К нему тотчас подошли.

– Он в себе, – сказал лекарь.

– Я в него попал, – превозмогая боль, процедил сквозь зубы Лазорев.

– Чересчур хорошо попал! – сказал великолепный сановник, и Лазорев узнал Богдана Матвеевича Хитрово.

Хитрово поднес ему чашу, и Лазорев, чувствуя испепеляющую жажду, жадно выпил. То было вино.

– Что случилось промеж тобой и немцами? – спросил Хитрово.

– Он чужой? – спросил в свою очередь Лазорев.

– Ты по порядку все расскажи. – Не замечая вопроса, Хитрово подал вторую чашу.

– Он чужой? – в ярости закричал Лазорев.

– Чужой, – ответил Хитрово.

Лазорев чуть не заснул: такое спокойствие вдруг нашло на него. Рассказывал, вздремывая, а рассказав, встрепенулся:

– Ноги-то у меня целы?

– Целы! – засмеялся Богдан Матвеевич. – Вот будет ли на чем сидеть? Обе ягодицы тебе разворотило.

– Я знал, что в спину выстрелят. – Лазореву стало холодно от мурашек. – Рихтета поймали?

Хитрово помолчал, но сказал правду:

– Не поймали. Ушли и двадцать рейтар за собой увели.

– А что с поручиком?

– Да что? Убил ты его.

– Надо отменить завтрашний приступ.

– Проку мало. Завтра не пойдем – они нас будут ждать послезавтра.

В ночь на 12 сентября Афанасий Лаврентьевич Ордин-Нащокин был поднят задыхающимися от торопливости ударами сполошного ясака.

Выскочил из шатра, наткнулся на охрану; никто не знал, откуда напали, много ли нападающих. Уползали во тьму, затаиваясь в канавах и в кустарнике, не самые смелые. Смелые палили из ружей куда Бог послал. Только с рассветом страх наконец отпрянул от людей. Врага не сыскали, перевязали раненых – сами и перестрелялись, вернулись бежавшие.

Пока в лагере Ордина-Нащокина искали виновников переполоха, войска князя Черкасского и Хитрово ходили на приступ и были отогнаны от стен точной и густой пальбой пушек.

Государь, слушая доклады о неудачах, сидел с таким лицом, будто ему зубы рвать.

Когда же явился Ордин-Нащокин и сообщил, что караульные сполошный ясак подали попусту – лошадей, пущенных в ночное, перепугались, – Алексей Михайлович вдарил об пол стеклянный кубок с орлом.

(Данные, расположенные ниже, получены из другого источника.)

//! Halo CLI - render a short text into a glowing avatar image

mod cli;
mod render;

use std::process::ExitCode;

use clap::Parser;

use cli::Cli;

fn main() -> ExitCode {
    let cli = Cli::parse();
    init_logger(cli.verbose);

    match render::run(&cli) {
        Ok(()) => ExitCode::SUCCESS,
        Err(e) => {
            eprintln!("Error: {e}");
            ExitCode::FAILURE
        },
    }
}

/// Warnings by default, debug with `--verbose`; `RUST_LOG` wins either way
fn init_logger(verbose: bool) {
    let default_level = if verbose { "debug" } else { "warn" };
    env_logger::Builder::from_env(env_logger::Env::default().default_filter_or(default_level))
        .format_timestamp(None)
        .init();
}
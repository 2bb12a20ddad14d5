//! Font loading for Halo
//!
//! The whole file is read into memory once and the handle is dropped right
//! away. Tables are parsed on demand from the owned bytes, which keeps TTC
//! collections working: every lookup goes through the selected face.

use std::fs;
use std::io;
use std::path::Path;

use read_fonts::{types::GlyphId16, FontRef as ReadFontRef, TableProvider};

use halo_core::{
    error::{FontLoadError, Result},
    traits::FontRef as HaloFontRef,
    types::GlyphId,
};

/// A font brought into memory, ready to shape and draw
pub struct Font {
    data: Vec<u8>,
    face_index: u32,
    units_per_em: u16,
}

impl Font {
    /// Open the first face of a font file
    pub fn from_file(path: impl AsRef<Path>) -> Result<Self> {
        Self::from_file_index(path, 0)
    }

    /// Open a specific face of a font file (for TTC collections)
    pub fn from_file_index(path: impl AsRef<Path>, face_index: u32) -> Result<Self> {
        let path = path.as_ref();
        let data = fs::read(path).map_err(|e| match e.kind() {
            io::ErrorKind::NotFound => FontLoadError::FileNotFound(path.display().to_string()),
            _ => FontLoadError::FileNotFound(format!("{}: {}", path.display(), e)),
        })?;
        log::debug!("Read {} bytes from {}", data.len(), path.display());

        Self::from_data_index(data, face_index)
    }

    pub fn from_data(data: Vec<u8>) -> Result<Self> {
        Self::from_data_index(data, 0)
    }

    /// Validate `data` as a font and keep it
    pub fn from_data_index(data: Vec<u8>, face_index: u32) -> Result<Self> {
        let font_ref =
            ReadFontRef::from_index(&data, face_index).map_err(|_| FontLoadError::InvalidData)?;

        let units_per_em = font_ref
            .head()
            .map(|head| head.units_per_em())
            .map_err(|_| FontLoadError::InvalidData)?;
        if units_per_em == 0 {
            return Err(FontLoadError::InvalidData.into());
        }

        Ok(Font {
            data,
            face_index,
            units_per_em,
        })
    }

    pub fn face_index(&self) -> u32 {
        self.face_index
    }

    fn font_ref(&self) -> Option<ReadFontRef<'_>> {
        ReadFontRef::from_index(&self.data, self.face_index).ok()
    }

    /// Which glyph draws this character
    pub fn glyph_id(&self, ch: char) -> Option<GlyphId> {
        self.font_ref()
            .and_then(|font| font.cmap().ok()?.map_codepoint(ch).map(|gid| gid.to_u32()))
    }

    /// Number of glyphs the font declares in `maxp`
    pub fn glyph_count(&self) -> Option<u32> {
        self.font_ref()
            .and_then(|font| font.maxp().ok().map(|maxp| u32::from(maxp.num_glyphs())))
    }

    /// Glyph name from the `post` table
    ///
    /// Version 3 `post` tables carry no names, so this is `None` for many
    /// CFF fonts.
    pub fn glyph_name(&self, glyph_id: GlyphId) -> Option<String> {
        let gid = GlyphId16::new(u16::try_from(glyph_id).ok()?);
        let font = self.font_ref()?;
        let post = font.post().ok()?;
        post.glyph_name(gid).map(str::to_string)
    }
}

impl HaloFontRef for Font {
    fn data(&self) -> &[u8] {
        &self.data
    }

    fn face_index(&self) -> u32 {
        self.face_index
    }

    fn units_per_em(&self) -> u16 {
        self.units_per_em
    }

    fn glyph_id(&self, ch: char) -> Option<GlyphId> {
        self.glyph_id(ch)
    }

    fn glyph_count(&self) -> Option<u32> {
        self.glyph_count()
    }

    fn glyph_name(&self, glyph_id: GlyphId) -> Option<String> {
        self.glyph_name(glyph_id)
    }
}
//! Oriented-bounding-box collision on the ground plane.

mod mtv;
mod obb;
mod placement;

pub use mtv::min_translation;
pub use obb::{any_collision, obb_overlap, separating_axes, within_container, Footprint, Obb};
pub use placement::{check_placement, Container, Placement};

– Виновных бить кнутом! Чтоб неповадно было пугать людей. Этак все разбегутся. И уже ведь бегут! Каждый день бегут.

Пришлось государю приказать воеводам – ставить в тылу заслоны, ловить, бить и возвращать беглецов в окопы.

Приступ 16 сентября стал вторым комом, еще большим, чем первый. Рижский губернатор граф Габриель де ла Гарди устроил такой прием нападавшим, что они оставили во рву более тысячи человек.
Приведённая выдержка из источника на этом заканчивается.